| AUTO-Biographie
Histoire mouvementée de ma B12-Bourguignonne |
Avertissement
Ce récit, à la forme romancée, s 'appuie sur des événements réels. Pour ce qui concerne les quatre premières vies de la voiture, je fais appel à la mémoire familiale, à travers une tradition orale qui n'évite sans doute pas quelques déformations... »positives »! Pour sa cinquième vie, c'est plus simple:nous la partageons. J'en profiterai pour raconter sa troisième renaissance...ou plutôt sa dernière restauration.
Chapitre I – Catastrophe !...
Tout commença dans le milieu des années « vingt » par une visite du marchand de moutons à la ferme de ma grand-mère Françoise. D'ordinaire, il arrivait au pas lent de sa bétaillère hippomobile qu'il laissait « en bas » pour éviter au cheval la grimpette de la cour.
Mais ce matin là, « la Françoise » fût alertée par un rugissement de moteur et des craquements de boîte de vitesse. Pour la première fois, une auto semblait vouloir se hisser jusqu'aux bâtiments posés à mi-côte.
La voiture cala plus qu'elle ne s'arrêta à quinze pas de la porte. Le visage du marchand apparût dans la poussière, cramoisi par l'effort et rayonnant de fierté.
En prenant le café, l'homme, oubliant les affaires qui motivaient sa visite, raconta ses difficultés à choisir la couleur de sa « magnifique B12 berline luxe ».
Après avoir écarté le « rouge pompier » trop voyant, le « gris artillerie » pas assez, il avait hésité entre le « bleu drapeau » et le « bleu canon de fusil » avant de se décider pour ce dernier...
Ah!...Monsieur Citroën savait faire vibrer la fibre patriotique dans ces années qui suivirent la grande guerre!
Dehors, on entendit un « clac » suivi d'un « frtt, frtt- couic, couic » puis d'un « blang » mat et profond qui suspendit la conversation avant qu'un « bling » éclatant ne jette le marchand sur le pas de la porte.
Pétrifié, il vit sa voiture se précipiter en marche arrière sur la barrière du pré aux moutons qu'elle enfonça dans un « crac » sinistre. A peine ralentie, elle bascula dans la « beurdoulée » 1.
L'espace d'un instant, l'argent des phares et le nickel de la calandre renvoyèrent l'éclat de la lumière froide du matin.
« La Françoise » accourue à la barrière, vit, seule, la fin du drame: l'auto cabriolait en zigzagant dans la pente. Elle alla s'écraser contre un vieux saule ombrageux qui la renversa d'un coup d'épaule dans la mare.
Elle envoya un de ses gars chercher le père Mathieu et sa solide paire de boeufs. Lorsque ce dernier arriva, en milieu d'après-midi, il découvrit une scène étonnante: comme c'était un jeudi, tous les gamins du village mais aussi beaucoup de leurs parents, piétinaient autour de la mare, transformant l'endroit en un bourbier impraticable..

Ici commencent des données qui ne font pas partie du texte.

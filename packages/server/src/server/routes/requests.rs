//! Request lifecycle endpoints.
//!
//! Thin adapters: decode, call the session manager, encode. Every rule lives
//! in the session manager.

use axum::{
    extract::{Extension, Path},
    http::StatusCode,
    Json,
};
use serde::Deserialize;

use crate::common::{Actor, HospitalId, RequestId, ResponderId};
use crate::domains::dispatch::models::{EmergencyRequest, NewEmergencyRequest, RequestStatus};
use crate::domains::routing::RouteSummary;
use crate::server::app::AppState;
use crate::server::error::ApiResult;

#[derive(Debug, Deserialize)]
#[serde(rename_all = "camelCase")]
pub struct OfferReply {
    pub responder_id: ResponderId,
    #[serde(default)]
    pub reason: Option<String>,
}

#[derive(Debug, Deserialize)]
#[serde(rename_all = "camelCase")]
pub struct AssignBody {
    pub actor: Actor,
    pub responder_id: ResponderId,
}

#[derive(Debug, Deserialize)]
pub struct AdvanceBody {
    pub actor: Actor,
    pub target: RequestStatus,
}

#[derive(Debug, Deserialize)]
pub struct CancelBody {
    pub actor: Actor,
    #[serde(default)]
    pub reason: Option<String>,
}

#[derive(Debug, Deserialize)]
#[serde(rename_all = "camelCase")]
pub struct DestinationBody {
    pub actor: Actor,
    pub hospital_id: HospitalId,
}

#[derive(Debug, Deserialize)]
pub struct RatingBody {
    pub actor: Actor,
    pub score: u8,
    #[serde(default)]
    pub comment: Option<String>,
}

pub async fn create_request(
    Extension(state): Extension<AppState>,
    Json(input): Json<NewEmergencyRequest>,
) -> ApiResult<(StatusCode, Json<EmergencyRequest>)> {
    let request = state.sessions.create_request(input).await?;
    Ok((StatusCode::CREATED, Json(request)))
}

pub async fn get_request(
    Extension(state): Extension<AppState>,
    Path(id): Path<RequestId>,
) -> ApiResult<Json<EmergencyRequest>> {
    Ok(Json(state.sessions.get_request(id).await?))
}

pub async fn accept_offer(
    Extension(state): Extension<AppState>,
    Path(id): Path<RequestId>,
    Json(body): Json<OfferReply>,
) -> ApiResult<Json<EmergencyRequest>> {
    Ok(Json(state.sessions.accept_offer(id, body.responder_id).await?))
}

pub async fn reject_offer(
    Extension(state): Extension<AppState>,
    Path(id): Path<RequestId>,
    Json(body): Json<OfferReply>,
) -> ApiResult<StatusCode> {
    state
        .sessions
        .reject_offer(id, body.responder_id, body.reason)
        .await?;
    Ok(StatusCode::NO_CONTENT)
}

pub async fn assign_responder(
    Extension(state): Extension<AppState>,
    Path(id): Path<RequestId>,
    Json(body): Json<AssignBody>,
) -> ApiResult<Json<EmergencyRequest>> {
    Ok(Json(
        state
            .sessions
            .assign_responder(id, body.actor, body.responder_id)
            .await?,
    ))
}

pub async fn advance_status(
    Extension(state): Extension<AppState>,
    Path(id): Path<RequestId>,
    Json(body): Json<AdvanceBody>,
) -> ApiResult<Json<EmergencyRequest>> {
    Ok(Json(
        state
            .sessions
            .advance_status(id, body.actor, body.target)
            .await?,
    ))
}

pub async fn cancel_request(
    Extension(state): Extension<AppState>,
    Path(id): Path<RequestId>,
    Json(body): Json<CancelBody>,
) -> ApiResult<Json<EmergencyRequest>> {
    Ok(Json(
        state
            .sessions
            .cancel_request(id, body.actor, body.reason)
            .await?,
    ))
}

pub async fn select_destination(
    Extension(state): Extension<AppState>,
    Path(id): Path<RequestId>,
    Json(body): Json<DestinationBody>,
) -> ApiResult<Json<RouteSummary>> {
    Ok(Json(
        state
            .sessions
            .select_destination(id, body.actor, body.hospital_id)
            .await?,
    ))
}

pub async fn rate_service(
    Extension(state): Extension<AppState>,
    Path(id): Path<RequestId>,
    Json(body): Json<RatingBody>,
) -> ApiResult<Json<EmergencyRequest>> {
    Ok(Json(
        state
            .sessions
            .rate_service(id, body.actor, body.score, body.comment)
            .await?,
    ))
}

En paysan pragmatique, le père Mathieu décida d'observer la prudence tout en faisant mine d'écouter ceux qui lui conseillaient de faire tirer les bœufs « à diou et à dia » 2.
On ne réussit pas à extraire la voiture de sa gangue boueuse...
Le propriétaire, dont l'amour propre et le moral étaient totalement détruits, abandonna l'épave en compensation des dégâts causés à la ferme.3
La magnifique B12, berline luxe, venait de terminer sa vie; pardon, sa première vie.
Des témoins dignes de foi, affirmèrent qu'une étrange lueur brillait dans les phares lorsque le soir tomba...
Une autre petite lueur clignotait déjà dans la tête de « la Françoise ».
Mais ça c'est une autre histoire! ...
Vous la découvrirez au chapitre II
« la carriole de la Françoise ».
à suivre...
Henri JUST
1Beurdoulée : pente raide, petit ravin (patois Bourguignon)
2Tirer « à diou et à dia » (à dieu et à diable): agir sans logique
3La voiture après avoir » largué » son frein à main, avait envoyé la margelle du puits par le fond et enfoncé la porte et le muret de l'enclos des cochons.